* [TASK DIRECTIONS] Count the lines in the data below that have "fresh" in them, and reply with only that number.

Stored data:

============================================================

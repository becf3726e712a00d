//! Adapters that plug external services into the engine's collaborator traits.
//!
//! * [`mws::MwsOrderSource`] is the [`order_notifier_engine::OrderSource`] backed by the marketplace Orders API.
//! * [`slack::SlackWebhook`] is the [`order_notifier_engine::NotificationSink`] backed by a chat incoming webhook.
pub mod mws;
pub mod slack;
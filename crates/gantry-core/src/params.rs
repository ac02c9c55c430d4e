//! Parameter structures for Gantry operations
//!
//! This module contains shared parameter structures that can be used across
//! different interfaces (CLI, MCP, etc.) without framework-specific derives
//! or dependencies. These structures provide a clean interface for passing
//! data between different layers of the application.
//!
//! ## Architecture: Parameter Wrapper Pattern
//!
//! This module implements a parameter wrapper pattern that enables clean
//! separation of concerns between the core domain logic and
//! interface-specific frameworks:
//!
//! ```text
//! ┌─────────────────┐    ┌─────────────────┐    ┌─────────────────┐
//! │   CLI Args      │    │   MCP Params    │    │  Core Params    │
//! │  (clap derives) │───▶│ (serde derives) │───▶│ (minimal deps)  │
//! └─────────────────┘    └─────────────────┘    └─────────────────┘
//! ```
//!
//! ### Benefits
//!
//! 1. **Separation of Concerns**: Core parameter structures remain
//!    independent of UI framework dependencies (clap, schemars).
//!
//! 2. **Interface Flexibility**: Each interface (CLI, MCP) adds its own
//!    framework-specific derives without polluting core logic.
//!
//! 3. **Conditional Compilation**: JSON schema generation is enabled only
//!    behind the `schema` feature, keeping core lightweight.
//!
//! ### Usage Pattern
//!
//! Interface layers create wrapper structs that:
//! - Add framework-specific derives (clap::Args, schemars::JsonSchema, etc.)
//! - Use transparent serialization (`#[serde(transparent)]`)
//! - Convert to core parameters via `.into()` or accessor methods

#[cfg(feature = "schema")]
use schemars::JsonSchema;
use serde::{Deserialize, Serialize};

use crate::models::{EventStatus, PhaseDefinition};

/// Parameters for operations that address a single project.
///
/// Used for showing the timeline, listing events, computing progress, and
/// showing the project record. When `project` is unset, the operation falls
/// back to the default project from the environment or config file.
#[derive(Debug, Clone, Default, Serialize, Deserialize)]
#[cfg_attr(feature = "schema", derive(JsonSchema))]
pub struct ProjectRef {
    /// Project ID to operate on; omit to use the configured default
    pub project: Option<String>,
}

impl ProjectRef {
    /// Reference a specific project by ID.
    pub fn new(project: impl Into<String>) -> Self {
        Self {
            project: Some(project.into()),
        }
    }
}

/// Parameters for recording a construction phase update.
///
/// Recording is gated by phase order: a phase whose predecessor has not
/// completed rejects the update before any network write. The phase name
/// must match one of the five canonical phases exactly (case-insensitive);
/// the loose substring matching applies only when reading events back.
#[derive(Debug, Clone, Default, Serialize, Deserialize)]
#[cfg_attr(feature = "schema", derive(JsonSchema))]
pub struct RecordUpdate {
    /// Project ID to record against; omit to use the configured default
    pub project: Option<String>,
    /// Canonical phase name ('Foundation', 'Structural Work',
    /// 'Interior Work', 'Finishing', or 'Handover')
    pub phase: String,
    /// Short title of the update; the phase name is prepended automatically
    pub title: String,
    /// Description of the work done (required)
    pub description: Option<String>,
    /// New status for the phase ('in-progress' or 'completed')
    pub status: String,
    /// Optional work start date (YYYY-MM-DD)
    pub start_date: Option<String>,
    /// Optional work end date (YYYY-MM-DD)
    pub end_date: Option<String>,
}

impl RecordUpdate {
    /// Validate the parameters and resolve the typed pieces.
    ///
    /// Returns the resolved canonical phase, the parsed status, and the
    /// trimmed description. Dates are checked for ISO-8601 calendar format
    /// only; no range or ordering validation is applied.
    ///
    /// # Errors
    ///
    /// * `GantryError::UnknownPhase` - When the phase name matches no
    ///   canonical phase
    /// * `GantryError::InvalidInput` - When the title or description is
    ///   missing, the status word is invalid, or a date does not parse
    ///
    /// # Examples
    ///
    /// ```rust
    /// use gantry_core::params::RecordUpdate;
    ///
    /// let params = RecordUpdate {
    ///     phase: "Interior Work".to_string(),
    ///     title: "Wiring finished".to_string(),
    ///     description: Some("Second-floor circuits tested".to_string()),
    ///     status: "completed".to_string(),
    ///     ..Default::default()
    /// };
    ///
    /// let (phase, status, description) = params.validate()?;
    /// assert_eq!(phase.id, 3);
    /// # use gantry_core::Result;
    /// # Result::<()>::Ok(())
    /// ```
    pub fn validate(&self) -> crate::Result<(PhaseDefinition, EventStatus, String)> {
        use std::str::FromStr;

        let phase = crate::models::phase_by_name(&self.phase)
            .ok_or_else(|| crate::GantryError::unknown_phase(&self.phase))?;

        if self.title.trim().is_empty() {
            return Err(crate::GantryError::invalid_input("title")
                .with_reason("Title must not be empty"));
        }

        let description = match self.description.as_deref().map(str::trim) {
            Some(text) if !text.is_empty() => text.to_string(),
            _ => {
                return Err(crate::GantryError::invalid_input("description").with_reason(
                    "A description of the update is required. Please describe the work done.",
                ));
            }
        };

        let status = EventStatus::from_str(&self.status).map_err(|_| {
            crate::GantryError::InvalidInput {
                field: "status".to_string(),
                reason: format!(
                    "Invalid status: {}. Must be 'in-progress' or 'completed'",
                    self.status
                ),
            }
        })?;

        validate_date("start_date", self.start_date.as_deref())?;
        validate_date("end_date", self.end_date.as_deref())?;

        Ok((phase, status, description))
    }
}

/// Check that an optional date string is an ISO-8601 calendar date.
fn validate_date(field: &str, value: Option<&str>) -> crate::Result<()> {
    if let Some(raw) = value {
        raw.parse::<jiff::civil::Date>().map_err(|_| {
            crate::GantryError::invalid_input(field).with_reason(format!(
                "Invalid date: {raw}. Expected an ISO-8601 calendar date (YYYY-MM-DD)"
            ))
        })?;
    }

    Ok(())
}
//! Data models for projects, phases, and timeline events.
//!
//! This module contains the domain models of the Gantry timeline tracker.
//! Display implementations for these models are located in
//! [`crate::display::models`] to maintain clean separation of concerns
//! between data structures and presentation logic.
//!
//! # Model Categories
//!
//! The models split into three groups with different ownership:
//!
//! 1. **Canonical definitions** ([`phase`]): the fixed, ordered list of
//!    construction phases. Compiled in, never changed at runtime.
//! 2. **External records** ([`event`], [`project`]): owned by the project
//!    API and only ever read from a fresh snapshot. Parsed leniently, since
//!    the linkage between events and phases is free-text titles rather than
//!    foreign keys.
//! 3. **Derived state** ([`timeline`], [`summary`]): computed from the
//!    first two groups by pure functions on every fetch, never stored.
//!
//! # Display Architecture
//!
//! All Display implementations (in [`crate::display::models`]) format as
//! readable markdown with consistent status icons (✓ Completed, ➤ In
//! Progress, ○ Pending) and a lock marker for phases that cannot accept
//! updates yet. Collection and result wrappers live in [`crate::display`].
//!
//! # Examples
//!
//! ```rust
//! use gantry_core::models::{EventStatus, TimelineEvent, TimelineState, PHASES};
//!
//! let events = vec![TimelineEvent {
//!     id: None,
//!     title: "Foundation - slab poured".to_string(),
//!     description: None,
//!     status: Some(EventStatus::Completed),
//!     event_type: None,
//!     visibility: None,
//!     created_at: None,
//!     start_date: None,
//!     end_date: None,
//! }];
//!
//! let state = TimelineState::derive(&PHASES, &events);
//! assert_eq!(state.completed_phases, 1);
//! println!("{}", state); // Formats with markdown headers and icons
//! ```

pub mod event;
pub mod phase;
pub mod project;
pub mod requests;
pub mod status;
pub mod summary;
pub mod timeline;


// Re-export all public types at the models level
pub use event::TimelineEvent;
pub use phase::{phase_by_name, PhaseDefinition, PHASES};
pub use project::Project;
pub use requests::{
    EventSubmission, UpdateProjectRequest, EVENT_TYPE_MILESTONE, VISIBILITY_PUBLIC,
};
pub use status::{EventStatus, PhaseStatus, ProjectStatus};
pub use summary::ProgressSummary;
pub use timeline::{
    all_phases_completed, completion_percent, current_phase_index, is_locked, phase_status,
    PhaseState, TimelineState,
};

============================================================

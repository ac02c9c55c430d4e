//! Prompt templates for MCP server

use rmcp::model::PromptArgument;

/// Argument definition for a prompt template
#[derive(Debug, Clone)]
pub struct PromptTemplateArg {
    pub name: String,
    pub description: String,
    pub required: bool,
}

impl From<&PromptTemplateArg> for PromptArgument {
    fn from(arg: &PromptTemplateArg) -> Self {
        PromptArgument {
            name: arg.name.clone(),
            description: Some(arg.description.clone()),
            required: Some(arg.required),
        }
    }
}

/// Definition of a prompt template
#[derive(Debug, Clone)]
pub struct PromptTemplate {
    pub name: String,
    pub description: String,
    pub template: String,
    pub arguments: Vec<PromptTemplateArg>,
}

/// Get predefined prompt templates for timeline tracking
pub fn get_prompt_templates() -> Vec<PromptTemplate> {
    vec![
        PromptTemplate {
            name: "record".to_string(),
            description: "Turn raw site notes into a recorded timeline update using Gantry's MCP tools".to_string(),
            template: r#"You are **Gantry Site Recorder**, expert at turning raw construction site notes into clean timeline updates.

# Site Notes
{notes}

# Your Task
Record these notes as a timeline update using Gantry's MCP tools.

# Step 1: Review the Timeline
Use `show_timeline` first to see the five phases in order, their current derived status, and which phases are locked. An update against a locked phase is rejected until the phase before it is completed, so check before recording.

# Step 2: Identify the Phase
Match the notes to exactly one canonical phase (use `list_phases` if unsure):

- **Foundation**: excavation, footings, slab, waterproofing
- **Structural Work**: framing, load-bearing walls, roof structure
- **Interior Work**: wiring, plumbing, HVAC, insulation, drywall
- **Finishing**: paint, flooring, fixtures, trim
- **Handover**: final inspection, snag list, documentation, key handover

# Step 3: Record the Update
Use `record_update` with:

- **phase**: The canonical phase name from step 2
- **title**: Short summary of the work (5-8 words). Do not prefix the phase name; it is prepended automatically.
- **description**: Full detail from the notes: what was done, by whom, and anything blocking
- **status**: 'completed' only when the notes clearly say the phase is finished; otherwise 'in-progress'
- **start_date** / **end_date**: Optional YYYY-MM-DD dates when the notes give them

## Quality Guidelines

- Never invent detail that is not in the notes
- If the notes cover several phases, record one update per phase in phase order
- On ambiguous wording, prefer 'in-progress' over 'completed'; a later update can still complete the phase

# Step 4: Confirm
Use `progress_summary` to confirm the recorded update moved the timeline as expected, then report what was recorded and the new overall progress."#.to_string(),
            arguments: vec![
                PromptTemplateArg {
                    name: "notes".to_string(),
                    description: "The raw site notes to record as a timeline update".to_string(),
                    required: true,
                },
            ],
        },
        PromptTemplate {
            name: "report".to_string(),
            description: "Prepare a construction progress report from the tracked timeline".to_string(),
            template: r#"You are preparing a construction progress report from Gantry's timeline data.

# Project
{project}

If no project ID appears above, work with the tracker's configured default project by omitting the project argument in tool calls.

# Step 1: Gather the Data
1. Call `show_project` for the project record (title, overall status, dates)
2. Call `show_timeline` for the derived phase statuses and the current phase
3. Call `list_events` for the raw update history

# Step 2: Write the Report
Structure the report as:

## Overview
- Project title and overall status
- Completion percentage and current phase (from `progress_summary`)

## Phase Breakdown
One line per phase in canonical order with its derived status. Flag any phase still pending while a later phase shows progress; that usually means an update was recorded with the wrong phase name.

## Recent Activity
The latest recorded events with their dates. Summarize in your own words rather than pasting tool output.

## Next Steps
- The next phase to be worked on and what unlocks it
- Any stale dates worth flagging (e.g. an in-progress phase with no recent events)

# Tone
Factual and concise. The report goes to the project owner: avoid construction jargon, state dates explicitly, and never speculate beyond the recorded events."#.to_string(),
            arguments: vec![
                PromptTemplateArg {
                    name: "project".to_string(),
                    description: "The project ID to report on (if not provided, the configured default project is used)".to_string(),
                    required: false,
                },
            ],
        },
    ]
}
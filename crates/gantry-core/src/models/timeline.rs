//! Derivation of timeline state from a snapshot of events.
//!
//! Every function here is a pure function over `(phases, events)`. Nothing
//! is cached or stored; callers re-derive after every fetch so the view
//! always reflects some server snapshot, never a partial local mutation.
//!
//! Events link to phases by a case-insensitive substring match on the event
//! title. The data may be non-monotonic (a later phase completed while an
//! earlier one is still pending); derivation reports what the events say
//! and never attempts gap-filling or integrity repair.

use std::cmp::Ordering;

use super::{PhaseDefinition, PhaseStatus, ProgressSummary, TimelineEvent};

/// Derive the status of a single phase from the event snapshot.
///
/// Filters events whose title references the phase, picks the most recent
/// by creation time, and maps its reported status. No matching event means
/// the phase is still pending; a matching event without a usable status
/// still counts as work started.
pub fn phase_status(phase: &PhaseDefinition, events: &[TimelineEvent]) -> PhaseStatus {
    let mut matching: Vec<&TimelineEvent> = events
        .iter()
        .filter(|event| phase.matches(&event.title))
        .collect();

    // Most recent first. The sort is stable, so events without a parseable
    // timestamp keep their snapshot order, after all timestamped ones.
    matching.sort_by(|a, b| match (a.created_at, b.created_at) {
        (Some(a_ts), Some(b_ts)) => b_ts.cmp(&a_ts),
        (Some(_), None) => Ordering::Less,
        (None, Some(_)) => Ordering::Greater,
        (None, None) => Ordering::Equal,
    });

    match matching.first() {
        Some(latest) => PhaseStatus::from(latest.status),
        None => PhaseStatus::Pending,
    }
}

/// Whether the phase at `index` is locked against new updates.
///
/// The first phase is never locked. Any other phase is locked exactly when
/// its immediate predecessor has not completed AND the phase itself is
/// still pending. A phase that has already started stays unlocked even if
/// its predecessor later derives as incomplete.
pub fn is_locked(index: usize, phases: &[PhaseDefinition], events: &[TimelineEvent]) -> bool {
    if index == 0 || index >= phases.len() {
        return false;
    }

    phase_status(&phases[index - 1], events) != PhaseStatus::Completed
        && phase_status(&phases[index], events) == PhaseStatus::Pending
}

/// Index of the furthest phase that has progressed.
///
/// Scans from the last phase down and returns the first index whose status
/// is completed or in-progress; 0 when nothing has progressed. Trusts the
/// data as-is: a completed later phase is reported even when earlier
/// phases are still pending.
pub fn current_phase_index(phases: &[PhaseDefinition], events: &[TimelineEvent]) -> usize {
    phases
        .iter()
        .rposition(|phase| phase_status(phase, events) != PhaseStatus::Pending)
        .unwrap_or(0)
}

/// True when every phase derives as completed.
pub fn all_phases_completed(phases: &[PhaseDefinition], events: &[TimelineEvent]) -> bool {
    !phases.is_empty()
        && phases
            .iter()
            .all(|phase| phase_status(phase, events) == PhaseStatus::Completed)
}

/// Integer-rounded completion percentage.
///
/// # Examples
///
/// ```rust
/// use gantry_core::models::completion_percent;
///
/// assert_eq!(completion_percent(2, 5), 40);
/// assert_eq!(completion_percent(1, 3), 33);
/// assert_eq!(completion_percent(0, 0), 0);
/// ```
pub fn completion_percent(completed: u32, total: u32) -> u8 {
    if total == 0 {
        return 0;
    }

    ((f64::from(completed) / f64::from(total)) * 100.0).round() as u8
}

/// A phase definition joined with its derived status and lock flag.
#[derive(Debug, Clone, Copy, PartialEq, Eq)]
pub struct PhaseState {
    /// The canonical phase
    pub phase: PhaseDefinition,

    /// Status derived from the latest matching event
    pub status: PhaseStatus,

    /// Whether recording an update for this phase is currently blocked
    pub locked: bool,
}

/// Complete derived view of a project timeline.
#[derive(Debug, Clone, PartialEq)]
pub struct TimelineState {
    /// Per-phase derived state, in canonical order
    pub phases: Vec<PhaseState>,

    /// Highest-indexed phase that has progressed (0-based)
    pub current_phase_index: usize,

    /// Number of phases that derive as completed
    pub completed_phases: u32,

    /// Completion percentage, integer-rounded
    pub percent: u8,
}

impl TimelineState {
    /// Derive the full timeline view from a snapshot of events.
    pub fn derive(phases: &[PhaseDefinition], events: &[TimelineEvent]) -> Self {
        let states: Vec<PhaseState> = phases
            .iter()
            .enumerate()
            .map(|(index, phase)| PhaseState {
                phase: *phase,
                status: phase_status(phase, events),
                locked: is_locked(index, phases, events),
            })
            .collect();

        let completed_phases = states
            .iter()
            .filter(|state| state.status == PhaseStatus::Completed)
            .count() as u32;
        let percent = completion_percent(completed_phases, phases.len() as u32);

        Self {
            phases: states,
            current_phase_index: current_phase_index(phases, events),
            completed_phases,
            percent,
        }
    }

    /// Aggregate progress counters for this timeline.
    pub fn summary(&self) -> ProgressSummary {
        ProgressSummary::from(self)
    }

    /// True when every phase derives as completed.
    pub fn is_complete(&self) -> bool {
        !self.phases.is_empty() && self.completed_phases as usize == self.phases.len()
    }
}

============================================================

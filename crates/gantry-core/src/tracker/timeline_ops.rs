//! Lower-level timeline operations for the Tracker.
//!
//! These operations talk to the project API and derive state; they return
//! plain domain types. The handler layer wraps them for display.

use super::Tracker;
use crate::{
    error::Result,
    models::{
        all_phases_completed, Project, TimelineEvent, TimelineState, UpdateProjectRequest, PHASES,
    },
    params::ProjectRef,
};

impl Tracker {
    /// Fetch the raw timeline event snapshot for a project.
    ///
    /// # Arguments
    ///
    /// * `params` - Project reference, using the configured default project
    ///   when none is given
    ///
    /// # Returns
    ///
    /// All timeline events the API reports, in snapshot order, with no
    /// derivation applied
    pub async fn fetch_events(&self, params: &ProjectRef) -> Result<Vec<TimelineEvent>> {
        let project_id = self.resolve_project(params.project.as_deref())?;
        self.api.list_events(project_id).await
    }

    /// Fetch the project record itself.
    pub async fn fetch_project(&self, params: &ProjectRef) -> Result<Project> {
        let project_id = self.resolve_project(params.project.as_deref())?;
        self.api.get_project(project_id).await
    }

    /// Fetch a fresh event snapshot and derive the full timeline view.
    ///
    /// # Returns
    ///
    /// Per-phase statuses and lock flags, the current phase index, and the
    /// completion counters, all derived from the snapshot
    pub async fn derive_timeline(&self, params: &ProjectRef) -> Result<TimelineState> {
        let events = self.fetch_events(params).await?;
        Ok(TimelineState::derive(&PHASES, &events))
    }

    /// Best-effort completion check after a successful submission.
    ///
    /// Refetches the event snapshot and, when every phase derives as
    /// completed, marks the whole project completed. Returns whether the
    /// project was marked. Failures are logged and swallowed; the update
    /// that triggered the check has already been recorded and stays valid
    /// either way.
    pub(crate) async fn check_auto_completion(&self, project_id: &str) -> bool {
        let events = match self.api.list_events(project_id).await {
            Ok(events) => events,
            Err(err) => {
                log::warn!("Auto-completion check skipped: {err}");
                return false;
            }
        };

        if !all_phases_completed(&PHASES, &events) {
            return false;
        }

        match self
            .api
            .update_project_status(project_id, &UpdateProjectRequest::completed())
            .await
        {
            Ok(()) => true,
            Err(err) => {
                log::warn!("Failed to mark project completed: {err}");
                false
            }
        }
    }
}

============================================================

* [RESPONSE AREA] 2